=== Begin Enclosure ===

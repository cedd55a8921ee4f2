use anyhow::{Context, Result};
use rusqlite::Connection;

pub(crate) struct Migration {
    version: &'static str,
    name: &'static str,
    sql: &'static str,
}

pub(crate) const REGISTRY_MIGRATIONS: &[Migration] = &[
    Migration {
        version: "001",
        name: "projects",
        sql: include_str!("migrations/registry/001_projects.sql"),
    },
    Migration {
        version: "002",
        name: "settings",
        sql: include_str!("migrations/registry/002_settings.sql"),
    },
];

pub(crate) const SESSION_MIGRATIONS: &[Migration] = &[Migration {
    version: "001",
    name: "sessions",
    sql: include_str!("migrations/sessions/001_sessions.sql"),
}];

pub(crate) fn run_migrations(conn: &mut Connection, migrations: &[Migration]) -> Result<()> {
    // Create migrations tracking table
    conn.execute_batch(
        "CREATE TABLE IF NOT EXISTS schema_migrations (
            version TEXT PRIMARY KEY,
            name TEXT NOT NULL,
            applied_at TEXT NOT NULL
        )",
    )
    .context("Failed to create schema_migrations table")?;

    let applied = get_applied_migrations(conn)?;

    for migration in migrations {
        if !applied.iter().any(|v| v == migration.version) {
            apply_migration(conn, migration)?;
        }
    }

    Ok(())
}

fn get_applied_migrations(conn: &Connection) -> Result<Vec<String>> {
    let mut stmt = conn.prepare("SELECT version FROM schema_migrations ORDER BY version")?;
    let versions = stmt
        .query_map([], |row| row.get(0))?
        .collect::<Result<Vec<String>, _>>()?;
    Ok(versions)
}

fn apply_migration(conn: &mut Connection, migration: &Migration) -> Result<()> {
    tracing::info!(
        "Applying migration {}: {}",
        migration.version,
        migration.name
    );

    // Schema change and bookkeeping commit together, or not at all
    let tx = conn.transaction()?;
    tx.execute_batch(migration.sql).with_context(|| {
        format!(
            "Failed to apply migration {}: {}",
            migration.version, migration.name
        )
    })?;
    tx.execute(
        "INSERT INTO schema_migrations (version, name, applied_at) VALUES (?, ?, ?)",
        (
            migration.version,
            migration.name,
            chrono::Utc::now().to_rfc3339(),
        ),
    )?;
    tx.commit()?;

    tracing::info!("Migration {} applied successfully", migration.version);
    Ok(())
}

=== End Enclosure ===

[Work required] Reproduce each of the records word for word.

[Worked solution]
repository cedd55a8921ee4f2
use anyhow::{Context, Result};
use rusqlite::Connection;

pub(crate) struct Migration {
    version: &'static str,
    name: &'static str,
    sql: &'static str,
}

pub(crate) const REGISTRY_MIGRATIONS: &[Migration] = &[
    Migration {
        version: "001",
        name: "projects",
        sql: include_str!("migrations/registry/001_projects.sql"),
    },
    Migration {
        version: "002",
        name: "settings",
        sql: include_str!("migrations/registry/002_settings.sql"),
    },
];

pub(crate) const SESSION_MIGRATIONS: &[Migration] = &[Migration {
    version: "001",
    name: "sessions",
    sql: include_str!("migrations/sessions/001_sessions.sql"),
}];

pub(crate) fn run_migrations(conn: &mut Connection, migrations: &[Migration]) -> Result<()> {
    // Create migrations tracking table
    conn.execute_batch(
        "CREATE TABLE IF NOT EXISTS schema_migrations (
            version TEXT PRIMARY KEY,
            name TEXT NOT NULL,
            applied_at TEXT NOT NULL
        )",
    )
    .context("Failed to create schema_migrations table")?;

    let applied = get_applied_migrations(conn)?;

    for migration in migrations {
        if !applied.iter().any(|v| v == migration.version) {
            apply_migration(conn, migration)?;
        }
    }

    Ok(())
}

fn get_applied_migrations(conn: &Connection) -> Result<Vec<String>> {
    let mut stmt = conn.prepare("SELECT version FROM schema_migrations ORDER BY version")?;
    let versions = stmt
        .query_map([], |row| row.get(0))?
        .collect::<Result<Vec<String>, _>>()?;
    Ok(versions)
}

fn apply_migration(conn: &mut Connection, migration: &Migration) -> Result<()> {
    tracing::info!(
        "Applying migration {}: {}",
        migration.version,
        migration.name
    );

    // Schema change and bookkeeping commit together, or not at all
    let tx = conn.transaction()?;
    tx.execute_batch(migration.sql).with_context(|| {
        format!(
            "Failed to apply migration {}: {}",
            migration.version, migration.name
        )
    })?;
    tx.execute(
        "INSERT INTO schema_migrations (version, name, applied_at) VALUES (?, ?, ?)",
        (
            migration.version,
            migration.name,
            chrono::Utc::now().to_rfc3339(),
        ),
    )?;
    tx.commit()?;

    tracing::info!("Migration {} applied successfully", migration.version);
    Ok(())
}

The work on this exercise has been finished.